Data extracts:
=======

//! # Messaging Repository Trait
//!
//! メディア付きメッセージ送信を抽象化

use anyhow::Result;
use async_trait::async_trait;

#[cfg(test)]
use mockall::automock;

/// 送信メッセージ（メディアURLは1件のみ）
#[derive(Debug, Clone, PartialEq, Eq)]
pub struct OutboundMessage {
    /// 送信元アドレス（例: `whatsapp:+14155238886`）
    pub from: String,
    /// 宛先アドレス（チャネルプレフィックス付き）
    pub to: String,
    pub body: String,
    pub media_url: String,
}

/// メッセージングリポジトリ
#[cfg_attr(test, automock)]
#[async_trait]
pub trait MessagingRepository: Send + Sync {
    /// メッセージを1件送信する
    ///
    /// # Returns
    ///
    /// プロバイダが採番したメッセージID
    async fn send_message(&self, message: &OutboundMessage) -> Result<String>;
}
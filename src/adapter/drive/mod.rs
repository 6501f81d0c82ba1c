//! Google Drive Adapter Modules
//!
//! Google Drive 統合のためのアダプターモジュール

pub mod client;
pub mod models;
pub mod query;
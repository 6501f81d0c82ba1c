//! Adapter Errors
//!
//! 外部APIとの通信で発生するエラー

use thiserror::Error;

/// 外部API呼び出しのエラー
#[derive(Debug, Error)]
pub enum GatewayError {
    /// 2xx以外のステータス
    #[error("{service} request failed with status {status}: {body}")]
    Http {
        service: &'static str,
        status: u16,
        body: String,
    },

    /// レスポンスに必要な値が無い
    #[error("{service} response is missing `{field}`")]
    MissingField {
        service: &'static str,
        field: &'static str,
    },
}

/// 認証フローのエラー
#[derive(Debug, Error)]
pub enum CredentialError {
    /// クライアントシークレットファイルに必要なセクションが無い
    #[error("client secrets file has no `installed` or `web` section")]
    MalformedClientSecrets,

    /// ユーザーが同意しなかった
    #[error("authorization was denied: {0}")]
    ConsentDenied(String),

    /// リダイレクトの state が一致しない
    #[error("authorization response state does not match the request")]
    StateMismatch,

    /// リダイレクトに認可コードが含まれていない
    #[error("authorization response has no code")]
    MissingCode,
}

/// レスポンスのステータスを確認し、失敗なら `GatewayError::Http` を返す
pub async fn check_status(
    service: &'static str,
    response: reqwest::Response,
) -> Result<reqwest::Response, GatewayError> {
    let status = response.status();
    if status.is_success() {
        return Ok(response);
    }

    let body = response.text().await.unwrap_or_default();
    Err(GatewayError::Http {
        service,
        status: status.as_u16(),
        body,
    })
}

#[cfg(test)]
mod tests {
    use super::*;

    #[test]
    fn test_http_error_message() {
        let err = GatewayError::Http {
            service: "Drive",
            status: 404,
            body: "File not found".to_string(),
        };
        assert_eq!(
            err.to_string(),
            "Drive request failed with status 404: File not found"
        );
    }

    #[test]
    fn test_missing_field_message() {
        let err = GatewayError::MissingField {
            service: "Drive",
            field: "Location",
        };
        assert_eq!(err.to_string(), "Drive response is missing `Location`");
    }
}
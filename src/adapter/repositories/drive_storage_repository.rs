//! Drive Storage Repository Implementation
//!
//! StorageRepositoryのGoogle Drive実装

use anyhow::{Context, Result};
use async_trait::async_trait;
use std::sync::Arc;

use crate::adapter::drive::client::DriveClient;
use crate::adapter::drive::models::{FileList, FileMetadata, PermissionRequest};
use crate::adapter::drive::query::{render, FOLDER_MIME_TYPE};
use crate::domain::entities::photo::{FilePage, Photo, RemoteObject};
use crate::domain::repositories::storage_repository::{FileQuery, StorageRepository};

/// Google Driveストレージリポジトリ
pub struct DriveStorageRepository {
    client: Arc<DriveClient>,
}

impl DriveStorageRepository {
    /// 新しいリポジトリを作成
    pub fn new(client: Arc<DriveClient>) -> Self {
        Self { client }
    }

    /// Drive の一覧レスポンスを Domain のページに変換
    fn to_domain_page(list: FileList) -> FilePage {
        FilePage {
            files: list
                .files
                .into_iter()
                .map(|file| RemoteObject::new(file.id, file.name))
                .collect(),
            next_page_token: list.next_page_token.filter(|token| !token.is_empty()),
        }
    }
}

#[async_trait]
impl StorageRepository for DriveStorageRepository {
    async fn create_folder(&self, name: &str, parent_id: &str) -> Result<String> {
        let metadata = FileMetadata {
            name: name.to_string(),
            mime_type: Some(FOLDER_MIME_TYPE.to_string()),
            parents: vec![parent_id.to_string()],
        };

        let folder = self.client.create_file(&metadata).await?;
        Ok(folder.id)
    }

    async fn upload_file(&self, photo: &Photo, parent_id: &str) -> Result<String> {
        let content = tokio::fs::read(photo.path())
            .await
            .with_context(|| format!("Failed to read {}", photo.path().display()))?;

        let metadata = FileMetadata {
            name: photo.name().to_string(),
            mime_type: None,
            parents: vec![parent_id.to_string()],
        };

        let file = self
            .client
            .upload(&metadata, photo.content_type(), content)
            .await?;
        Ok(file.id)
    }

    async fn list_files(&self, query: &FileQuery, page_token: Option<String>) -> Result<FilePage> {
        let q = render(query);
        let list = self.client.list(&q, page_token.as_deref()).await?;
        Ok(Self::to_domain_page(list))
    }

    async fn grant_public_read(&self, file_id: &str) -> Result<()> {
        self.client
            .create_permission(file_id, &PermissionRequest::anyone_reader())
            .await
    }
}
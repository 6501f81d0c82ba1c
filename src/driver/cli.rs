//! CLI Argument Parsing
//!
//! CLIの引数解析

use clap::{Parser, Subcommand};

/// 写真をバッチ単位でGoogle Driveにアップロードし、WhatsAppで配信するCLI
#[derive(Parser, Debug, Clone)]
#[command(name = "photobatch")]
#[command(about = "Upload photo batches to Google Drive and send them over WhatsApp", long_about = None)]
pub struct Args {
    /// Config file path
    #[arg(short, long, default_value = "./photobatch.json")]
    pub config: String,

    #[command(subcommand)]
    pub command: Command,
}

#[derive(Subcommand, Debug, Clone, PartialEq, Eq)]
pub enum Command {
    /// Upload photos (a file or a folder) as numbered batches
    Upload,
    /// Send a batch of photos to a phone number
    Send,
}
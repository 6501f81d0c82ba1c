//! # Driver Layer (Presentation)
//!
//! CLIや対話プロンプトを提供
//!
//! ## 特徴
//!
//! - Use Caseを呼び出して対話ループを回す
//! - 依存性注入（DI）を行い、全てを組み立てる
//!
//! ## 構成要素
//!
//! - **cli**: CLI引数のパース
//! - **prompt**: 1行入力の抽象化
//! - **workflow**: アップローダー・送信機のループと組み立て

pub mod cli;
pub mod prompt;
pub mod workflow;

pub use cli::{Args, Command};
pub use workflow::{run_send, run_upload, SenderWorkflow, UploaderWorkflow};
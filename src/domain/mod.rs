//! # Domain Layer
//!
//! このモジュールはビジネスの核心的なルールとエンティティを定義します。
//!
//! ## 特徴
//!
//! - HTTPやファイル形式について何も知らない
//! - フレームワークに依存しない
//! - 純粋なビジネスロジック
//!
//! ## 構成要素
//!
//! - **entities**: ビジネスエンティティ（BatchNumber, Photoなど）
//! - **repositories**: Repository trait（インターフェース定義のみ）
//! - **services**: Domain Service（ビジネスルール）
//! - **errors**: ドメイン固有のエラー

pub mod entities;
pub mod errors;
pub mod repositories;
pub mod services;
//! Photobatch - Photo Batch Uploader / Sender
//!
//! 写真バッチを Google Drive にアップロードし、WhatsApp で配信

// coverage_nightly cfg が設定されている場合のみ coverage_attribute を有効化
#![cfg_attr(coverage_nightly, feature(coverage_attribute))]

use anyhow::Result;
use clap::Parser;

use photobatch::adapter::config::Config;
use photobatch::driver::{run_send, run_upload, Args, Command};

#[cfg_attr(coverage_nightly, coverage(off))]
#[tokio::main(flavor = "current_thread")]
async fn main() -> Result<()> {
    env_logger::init();

    let args = Args::parse();

    // Load configuration
    let config = Config::load(&args.config)?;

    match args.command {
        Command::Upload => run_upload(config).await,
        Command::Send => run_send(config).await,
    }
}
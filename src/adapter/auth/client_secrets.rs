//! OAuth Client Secrets
//!
//! Google Cloud Console からダウンロードした `credentials.json` の読み込み

use anyhow::{Context, Result};
use serde::Deserialize;
use std::fs;
use std::path::Path;

use crate::adapter::error::CredentialError;

fn default_auth_uri() -> String {
    "https://accounts.google.com/o/oauth2/auth".to_string()
}

fn default_token_uri() -> String {
    "https://oauth2.googleapis.com/token".to_string()
}

/// OAuth クライアント情報
#[derive(Debug, Clone, PartialEq, Eq, Deserialize)]
pub struct ClientSecrets {
    pub client_id: String,
    pub client_secret: String,
    #[serde(default = "default_auth_uri")]
    pub auth_uri: String,
    #[serde(default = "default_token_uri")]
    pub token_uri: String,
}

#[derive(Debug, Deserialize)]
struct ClientSecretsFile {
    installed: Option<ClientSecrets>,
    web: Option<ClientSecrets>,
}

impl ClientSecrets {
    pub fn load(path: &Path) -> Result<Self> {
        let content = fs::read_to_string(path)
            .with_context(|| format!("Failed to read client secrets: {}", path.display()))?;
        Self::from_json(&content)
    }

    /// Parse an `installed` (desktop) or `web` client secrets document
    pub fn from_json(content: &str) -> Result<Self> {
        let file: ClientSecretsFile =
            serde_json::from_str(content).context("Failed to parse client secrets JSON")?;

        file.installed
            .or(file.web)
            .ok_or_else(|| CredentialError::MalformedClientSecrets.into())
    }
}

=======

Task objective:
Whenever the string "Deserialize" occurs in a line of the entries above, copy that line.

Answer for the task:
use serde::Deserialize;
#[derive(Debug, Clone, PartialEq, Eq, Deserialize)]
#[derive(Debug, Deserialize)]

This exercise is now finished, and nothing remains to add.